Protecting & raising awareness for the Monarch butterfly, through interactive educational talks within schools. Monarch Butterflies are the doorway to nature & connection with the magical world.
Here in Tauranga Bay just 40 minutes north from Kerikeri in the Far North, I discovered one of the best spots in New Zealand for camping. Beautiful, clean, golden sandy beaches with amazing views of all the islands in the bay.
Within minutes, I spotted about a hundred giant swan plants (Gomphocarpus physocarpus) as I’ve never seen before: up to 2.5 metres tall, with thick trunks.
Living in Christchurch this is something you don’t see every day as our swan plants rarely get that high due to the colder climate. The swan plants are based at the bottom of the cliff on the left-hand side facing the sea. They continue for at least 100 metres in a line. I came here with the family in the early October school holidays and it was so peaceful and warm. During the peak summer season, this bay becomes a popular place to camp and I can see why, with its breathtaking scenery and an ideal place to fish.

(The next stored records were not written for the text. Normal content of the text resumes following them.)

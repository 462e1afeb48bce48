//! Adafruit Feather M0 firmware image.
//!
//! Brings the SAMD21 up at 48 MHz and idles on the millisecond tick.
//! On the host this builds as an empty program so the workspace can be
//! checked and tested without a cross toolchain.

#![cfg_attr(all(target_arch = "arm", target_os = "none"), no_std, no_main)]

#[cfg(all(target_arch = "arm", target_os = "none"))]
mod firmware {
    use arch_armv6m::Exception;
    use samd21::Handlers;

    const HANDLERS: Handlers = Handlers::DEFAULT.on_exception(Exception::HardFault, hard_fault);

    samd21::boot!(entry = app_main, handlers = HANDLERS);

    extern "C" fn hard_fault() {
        bootcore::panic::halt_loop()
    }

    fn app_main() -> ! {
        let mut last = samd21::millis();
        loop {
            arch_armv6m::wfi();
            if samd21::elapsed_since(last) >= 1_000 {
                last = last.wrapping_add(1_000);
            }
        }
    }

    #[panic_handler]
    fn panic(_: &core::panic::PanicInfo) -> ! {
        bootcore::panic::halt_loop()
    }
}

#[cfg(not(all(target_arch = "arm", target_os = "none")))]
fn main() {}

As soon as I arrived I got my camera out and a couple of hours passed, spotting many seed pods. I managed to capture a few monarchs mating on these swan plants and I love the way the female takes flight whilst the male is still connected to her in the mating process. These bushes were covered in snails big and small. I managed to stripe as many snails as possible of the tress that eat the leaves and threw them into the sand for the seagulls. I hope that anyone who loves monarch butterflies and comes to the Tauranga Bay camp site could help by removing branches that are covered in aphids and remove the snails. This gives the monarchs a chance as they are fighting too against the Paper wasps in the area During my time in Tauranga Bay in early spring I never saw more than 5 monarchs at once in the area. There was a bounty of seed pods rotting, as well as weak swan plants that have died. It also seems like the monarch butterflies are fighting a battle up here with the Paper wasps as there were not many butterflies fluttering around, considering the amount of hosts in plants. I had a good look and not many eggs either. Only the lucky few caterpillars survive and make the transformation into a Monarch butterfly, which is so sad to hear. Visiting in October meant the monarchs that I have seen are very dull, as they have wintered through from last summer.
This place is ideal for any Monarch butterfly enthusiast that loves camping – you’ll feel just like you are in paradise. If anyone can report sightings or witness paper wasps that I spotted please inform the MBTNZ or the Butterfly Musketeers. If you’re visiting in the winter please also report any monarchs that you see overwintering in the next bay over, called Butterfly Bay. To access this special spot, you need to walk around during low tide, and be aware that the trees the monarchs are overwintering in, are on private property, so you need to respect the owner’s privacy and look from the beach shoreline.
I hope people that stay in this amazing part of New Zealand see so many more monarchs in the summer months. I hope this amazing spot stays a breeding ground for many more years to come for the Monarchs butterflies.
The new managers of the Tauranga Bay Holiday Park, Leah and Harry Bowsher, told me that thousands of monarchs used to overwinter each year at Butterfly Bay, but these numbers have dramatically reduced due to predator and environmental change.